Tuesday, June 07, 2005

bada bing!

made again famous by the sopranos, sonny corleone uttered these famous words after his little brother delivered the monologue that i consider to be the turning point of michael corleone in the godfather. some people point to michael's tender moment at his father's bedside in the hospital; others say it's when he pulled the trigger on sollozzo and mccluskey in louis' restaurant; a strong case can also be made for apollonia's death by car bomb, which presumably sealed michael's fate to a life of violence.

but no, my favorite scene is when michael is sitting in a chair, one leg crossed over the other, simultaneously thinking through and explaining his plan to prevent sollozzo and mccluskey from ever harming his father again. that, i think, was when he irreversibly committed himself to the family, and his monologue--with the slow zoom in on his busted jaw and his droopy eyes--marks the first of his many calculated, cruel masterstrokes of vengeance. it is the beginning of his end.

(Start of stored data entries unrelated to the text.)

// tests/common/mod.rs

//! Shared test utilities and helpers for integration tests.

#![allow(dead_code)]

use async_trait::async_trait;
use parking_lot::Mutex;
use sideloader::authorizer::{
    ChannelState, ExecOutput, InstallParams, PrivilegedChannel, UninstallFlags,
};
use sideloader::device::InstalledPackage;
use sideloader::{AuthorizerKind, Device, DeviceProfile, RecycleFactory, Result};
use std::collections::HashMap;
use std::io::Write;
use std::path::{Path, PathBuf};
use std::sync::Arc;
use tempfile::TempDir;

/// Create an initialized database in a temp dir.
///
/// Returns (TempDir, db_path) - keep the TempDir alive to prevent cleanup.
pub fn setup_test_db() -> (TempDir, String) {
    let temp_dir = tempfile::tempdir().unwrap();
    let db_path = temp_dir
        .path()
        .join("test.db")
        .to_str()
        .unwrap()
        .to_string();
    sideloader::db::init(&db_path).unwrap();
    (temp_dir, db_path)
}

/// Write a module archive with the given `module.prop` id
pub fn write_module(dir: &Path, id: &str) -> PathBuf {
    let path = dir.join(format!("{}.zip", id));
    let file = std::fs::File::create(&path).unwrap();
    let mut zip = zip::ZipWriter::new(file);
    let options = zip::write::FileOptions::default();
    zip.start_file("module.prop", options).unwrap();
    write!(zip, "id={}\nname={}\nversion=v1\nversionCode=1\n", id, id).unwrap();
    zip.start_file("service.sh", options).unwrap();
    zip.write_all(b"#!/system/bin/sh\n").unwrap();
    zip.finish().unwrap();
    path
}

/// Device with a fixed set of installed packages
pub struct StubDevice {
    profile: DeviceProfile,
    installed: HashMap<String, InstalledPackage>,
}

impl StubDevice {
    pub fn new() -> Self {
        Self {
            profile: DeviceProfile::default(),
            installed: HashMap::new(),
        }
    }

    pub fn with_installed(mut self, package_name: &str) -> Self {
        let mut pkg = InstalledPackage::new(package_name);
        pkg.label = Some(package_name.to_string());
        self.installed.insert(package_name.to_string(), pkg);
        self
    }
}

#[async_trait]
impl Device for StubDevice {
    fn profile(&self) -> &DeviceProfile {
        &self.profile
    }

    async fn installed_package(&self, package_name: &str) -> Result<Option<InstalledPackage>> {
        Ok(self.installed.get(package_name).cloned())
    }

    async fn request_interactive_install(&self, _apks: &[PathBuf]) -> Result<()> {
        Ok(())
    }

    async fn request_interactive_uninstall(&self, _package_name: &str) -> Result<()> {
        Ok(())
    }
}

/// Root shell that records what it is asked to do
#[derive(Default)]
pub struct RecordingShell {
    pub state: Mutex<Option<ChannelState>>,
    pub execs: Mutex<Vec<Vec<String>>>,
    pub uninstalls: Mutex<Vec<(String, UninstallFlags)>>,
}

#[async_trait]
impl PrivilegedChannel for RecordingShell {
    fn kind(&self) -> AuthorizerKind {
        AuthorizerKind::Root
    }

    fn state(&self) -> ChannelState {
        self.state.lock().unwrap_or(ChannelState::Disconnected)
    }

    async fn connect(&self) -> Result<()> {
        *self.state.lock() = Some(ChannelState::Connected);
        Ok(())
    }

    async fn exec(&self, argv: &[String]) -> Result<ExecOutput> {
        self.execs.lock().push(argv.to_vec());
        Ok(ExecOutput {
            exit_code: 0,
            output: "- Installing module\n- Done\n".to_string(),
        })
    }

    async fn create_install_session(&self, _params: &InstallParams) -> Result<i32> {
        Ok(1)
    }

    async fn write_install_session(
        &self,
        _session_id: i32,
        _name: &str,
        _path: &Path,
    ) -> Result<()> {
        Ok(())
    }

    async fn commit_install_session(&self, _session_id: i32) -> Result<()> {
        Ok(())
    }

    async fn abandon_install_session(&self, _session_id: i32) -> Result<()> {
        Ok(())
    }

    async fn uninstall(&self, package_name: &str, flags: UninstallFlags) -> Result<()> {
        self.uninstalls
            .lock()
            .push((package_name.to_string(), flags));
        Ok(())
    }

    fn shutdown(&self) {
        *self.state.lock() = Some(ChannelState::Disconnected);
    }
}

/// Factory handing out one shared [`RecordingShell`]
pub struct ShellFactory {
    pub shell: Arc<RecordingShell>,
}

impl RecycleFactory<dyn PrivilegedChannel> for ShellFactory {
    fn name(&self) -> &str {
        "recording-shell"
    }

    fn make(&self) -> Result<Arc<dyn PrivilegedChannel>> {
        let shell: Arc<dyn PrivilegedChannel> = self.shell.clone();
        Ok(shell)
    }

    fn shutdown(&self, entity: &dyn PrivilegedChannel) -> Result<()> {
        entity.shutdown();
        Ok(())
    }
}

that's how i like to think of heart disease. the beginning of the end. research shows that coronary arteries start narrowing not at 30 or 40 but at childhood. everyone, it appears, has some baseline degree of heart "disease." but what is it that causes heart disease--specifically, disease of the coronary arteries (CAD), the arteries that supply the heart with blood? is it the infamous things--high blood pressure, high cholesterol, obesity, smoking? how about family history, or IV drug use? or is it something else? my summer research has to do with how heart attacks are inherited, strange as it may sound. after AP bio and bs50 and bs52 and bs57 and the first-year genetics committee, i have a decent handle on how genetics works and the molecular machinery that results in a heart attack gene moving from one generation to the next. what i don't really understand, though, is how CAD works, i.e. its pathogenesis.

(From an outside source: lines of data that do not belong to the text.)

// src/db/models/preference.rs

//! Global scalar preferences

use crate::error::Result;
use rusqlite::{Connection, OptionalExtension, params};

#[derive(Debug, Clone, PartialEq, Eq)]
pub struct Preference {
    pub key: String,
    pub value: String,
}

impl Preference {
    pub fn get(conn: &Connection, key: &str) -> Result<Option<String>> {
        let value = conn
            .query_row(
                "SELECT value FROM preferences WHERE key = ?1",
                [key],
                |row| row.get(0),
            )
            .optional()?;
        Ok(value)
    }

    pub fn set(conn: &Connection, key: &str, value: &str) -> Result<()> {
        conn.execute(
            "INSERT INTO preferences (key, value) VALUES (?1, ?2)
             ON CONFLICT(key) DO UPDATE SET
                value = excluded.value,
                updated_at = CURRENT_TIMESTAMP",
            params![key, value],
        )?;
        Ok(())
    }

    pub fn unset(conn: &Connection, key: &str) -> Result<()> {
        conn.execute("DELETE FROM preferences WHERE key = ?1", [key])?;
        Ok(())
    }

    pub fn list_all(conn: &Connection) -> Result<Vec<Self>> {
        let mut stmt = conn.prepare("SELECT key, value FROM preferences ORDER BY key")?;
        let prefs = stmt
            .query_map([], |row| {
                Ok(Self {
                    key: row.get(0)?,
                    value: row.get(1)?,
                })
            })?
            .collect::<std::result::Result<Vec<_>, _>>()?;
        Ok(prefs)
    }
}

it turns out no one else really knows how it works either. as recently as the early 1990s, many physicians and researchers still believed that, if they could eliminate high blood pressure and high cholesterol, the elimination of CAD would follow. unfortunately, CAD isn't so simple, and its pathogenesis is now largely understood to be a complicated inflammatory process. allow me to be a shameless dork here and say that i think inflammation is fascinating. inflammation can be good, can be bad, can be seen and felt, can be invisible and silent, can be acute, can be chronic... it can do pretty much anything, anywhere (think of all the -itis diseases you've heard of. arthritis, gastritis, conjunctivitis, etc. even elephantitis, although not glorified like eminem would have you believe). now it seems it can even result in CAD and heart attacks.

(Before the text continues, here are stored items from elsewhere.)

#[cfg(test)]
mod tests {
    use super::*;
    use crate::analyser::{ArchiveFlavor, EntitySource, ModuleInfo};
    use std::path::PathBuf;

    fn entity(package: &str, kind: EntityKind) -> InstallEntity {
        InstallEntity {
            package_name: package.to_string(),
            version_code: Some(1),
            version_name: None,
            label: None,
            kind,
            source: EntitySource::File(PathBuf::from("/in/x.apk")),
            abis: Vec::new(),
            container: PathBuf::from("/in/x.apks"),
            size: 0,
        }
    }

    fn split(package: &str, raw: &str) -> InstallEntity {
        entity(
            package,
            EntityKind::Split {
                name: raw.to_string(),
                category: split_category(raw),
                config_for: None,
            },
        )
    }

    fn selected_names(result: &[SelectableEntity]) -> Vec<String> {
        result
            .iter()
            .filter(|e| e.selected)
            .map(|e| e.entity.install_name())
            .collect()
    }

    #[test]
    fn test_normalize_split_name() {
        assert_eq!(normalize_split_name("split_config.arm64_v8a.apk"), "arm64-v8a");
        assert_eq!(normalize_split_name("config.xxhdpi"), "xxhdpi");
        assert_eq!(normalize_split_name("base-en"), "en");
        assert_eq!(normalize_split_name("feature.config.hdpi"), "hdpi");
        assert_eq!(normalize_split_name("dynamic_feature"), "dynamic-feature");
    }

    #[test]
    fn test_split_category() {
        assert_eq!(
            split_category("config.arm64_v8a"),
            SplitCategory::Abi(Architecture::Arm64V8a)
        );
        assert_eq!(
            split_category("config.xhdpi"),
            SplitCategory::Density(Density::Xhdpi)
        );
        assert_eq!(
            split_category("config.zh_rTW"),
            SplitCategory::Language("zh-tw".to_string())
        );
        assert_eq!(split_category("camera_module"), SplitCategory::Feature);
    }

    #[test]
    fn test_legacy_locale_codes() {
        assert_eq!(normalize_locale("iw-IL"), "he-il");
        assert_eq!(normalize_locale("in"), "id");
        assert_eq!(normalize_locale("ji"), "yi");
    }

    #[test]
    fn test_prioritized_densities_nearest_above_then_nearest_below() {
        // 200 dpi sits between mdpi (160) and tvdpi (213)
        assert_eq!(
            prioritized_densities(200),
            vec![
                Density::Tvdpi,
                Density::Hdpi,
                Density::Xhdpi,
                Density::Xxhdpi,
                Density::Xxxhdpi,
                Density::Mdpi,
                Density::Ldpi,
            ]
        );
        assert_eq!(prioritized_densities(480)[0], Density::Xxhdpi);
    }

    #[test]
    fn test_density_resolution_prefers_nearest_above() {
        let profile = DeviceProfile::default().with_density(400);
        let pick = |available: &[&str]| {
            let mut entities = vec![entity("com.example", EntityKind::Base)];
            entities.extend(available.iter().map(|n| split("com.example", n)));
            let result = select(entities, DataType::SplitApkSet, &profile, None).unwrap();
            selected_names(&result)
        };

        // L1 = xhdpi (320) < D = 400 < L2 = xxhdpi (480) < L3 = xxxhdpi (640)
        let all = ["config.xhdpi", "config.xxhdpi", "config.xxxhdpi"];
        assert!(pick(&all).contains(&"split_config.xxhdpi.apk".to_string()));
        let upper = pick(&["config.xhdpi", "config.xxxhdpi"]);
        assert!(upper.contains(&"split_config.xxxhdpi.apk".to_string()));
        let lower = pick(&["config.xhdpi"]);
        assert!(lower.contains(&"split_config.xhdpi.apk".to_string()));
    }

    #[test]
    fn test_split_selection_picks_one_of_each() {
        let profile = DeviceProfile::default()
            .with_abis(vec![Architecture::Arm64V8a, Architecture::ArmeabiV7a])
            .with_density(440)
            .with_locales(vec!["de-DE", "en-US"]);
        let entities = vec![
            entity("com.example", EntityKind::Base),
            entity("com.example", EntityKind::DexMetadata),
            split("com.example", "config.armeabi_v7a"),
            split("com.example", "config.arm64_v8a"),
            split("com.example", "config.xhdpi"),
            split("com.example", "config.xxhdpi"),
            split("com.example", "config.en"),
            split("com.example", "config.de"),
            split("com.example", "feature_camera"),
        ];

        let result = select(
            entities,
            DataType::SplitApkArchive(ArchiveFlavor::Apks),
            &profile,
            None,
        )
        .unwrap();
        assert_eq!(
            selected_names(&result),
            vec![
                "base.apk".to_string(),
                "base.dm".to_string(),
                "split_config.arm64_v8a.apk".to_string(),
                "split_config.xxhdpi.apk".to_string(),
                "split_config.de.apk".to_string(),
                "split_feature_camera.apk".to_string(),
            ]
        );
    }

    #[test]
    fn test_locale_falls_back_to_english() {
        let available = vec!["en".to_string(), "fr".to_string()];
        assert_eq!(
            match_locale(&["ja-JP".to_string()], &available, None),
            Some(&"en".to_string())
        );
        assert_eq!(
            match_locale(&["fr-CA".to_string()], &available, None),
            Some(&"fr".to_string())
        );
        assert_eq!(
            match_locale(&["ja-JP".to_string()], &["fr".to_string()], None),
            None
        );
    }

    #[test]
    fn test_locale_prefers_declared_default() {
        let available = vec!["de".to_string(), "en".to_string(), "fr".to_string()];
        assert_eq!(
            match_locale(&["ja-JP".to_string()], &available, Some("de")),
            Some(&"de".to_string())
        );
        // A device match still wins over the declared default
        assert_eq!(
            match_locale(&["fr-FR".to_string()], &available, Some("de")),
            Some(&"fr".to_string())
        );
        // A declared default the archive does not ship falls through to en
        assert_eq!(
            match_locale(&["ja-JP".to_string()], &available, Some("it")),
            Some(&"en".to_string())
        );
    }

    #[test]
    fn test_split_selection_uses_declared_default() {
        let profile = DeviceProfile::default().with_locales(vec!["ja-JP".to_string()]);
        let entities = vec![
            entity("com.example", EntityKind::Base),
            split("com.example", "config.en"),
            split("com.example", "config.es"),
        ];
        let result = select(
            entities,
            DataType::SplitApkArchive(ArchiveFlavor::Xapk),
            &profile,
            Some("es"),
        )
        .unwrap();
        assert_eq!(
            selected_names(&result),
            vec!["base.apk".to_string(), "split_config.es.apk".to_string()]
        );
    }

    #[test]
    fn test_missing_abi_split_is_an_error() {
        let profile = DeviceProfile::default().with_abis(vec![Architecture::X86_64]);
        let entities = vec![
            entity("com.example", EntityKind::Base),
            split("com.example", "config.arm64_v8a"),
        ];
        let result = select(entities, DataType::SplitApkSet, &profile, None);
        assert!(matches!(result, Err(Error::SplitResolution { .. })));
    }

    #[test]
    fn test_multi_apk_prefers_abi_then_version() {
        let profile = DeviceProfile::default();
        let mut arm32 = entity("com.a", EntityKind::Base);
        arm32.abis = vec![Architecture::ArmeabiV7a];
        arm32.version_code = Some(10);
        let mut arm64 = entity("com.a", EntityKind::Base);
        arm64.abis = vec![Architecture::Arm64V8a];
        arm64.version_code = Some(9);
        let mut old_b = entity("com.b", EntityKind::Base);
        old_b.version_code = Some(1);
        let mut new_b = entity("com.b", EntityKind::Base);
        new_b.version_code = Some(2);

        let result = select(
            vec![arm32, arm64, old_b, new_b],
            DataType::MultiApkZip,
            &profile,
            None,
        )
        .unwrap();
        let flags: Vec<bool> = result.iter().map(|e| e.selected).collect();
        assert_eq!(flags, vec![false, true, false, true]);
    }

    #[test]
    fn test_mixed_module_starts_deselected() {
        let module = entity(
            "example_module",
            EntityKind::Module(ModuleInfo {
                id: "example_module".to_string(),
                ..Default::default()
            }),
        );
        let result = select(
            vec![module, entity("com.example", EntityKind::Base)],
            DataType::MixedModuleZip,
            &DeviceProfile::default(),
            None,
        )
        .unwrap();
        assert!(result.iter().all(|e| !e.selected));
    }
}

all this brings me back to two of my least favorite subjects--basic cell physiology and immunology. these are the two biology fields that absolutely and obscenely adore using senseless numbers and letters to name things. unsurprisingly, these were the two subjects with which i struggled most last year. and, also unsurprisingly, cell phys and immunology are the cornerstones to the heart disease inflammatory process.

therefore, tomorrow i'll begin with a review of cell phys, using my beloved costanzo review book as my guide. i'll then move through the different organ systems, although slightly out of order so that i can do heart and vasculature first and thereby provide at least some semblance of narrative continuity throughout this summer's posts.

"it's not personal, sonny. it's strictly business."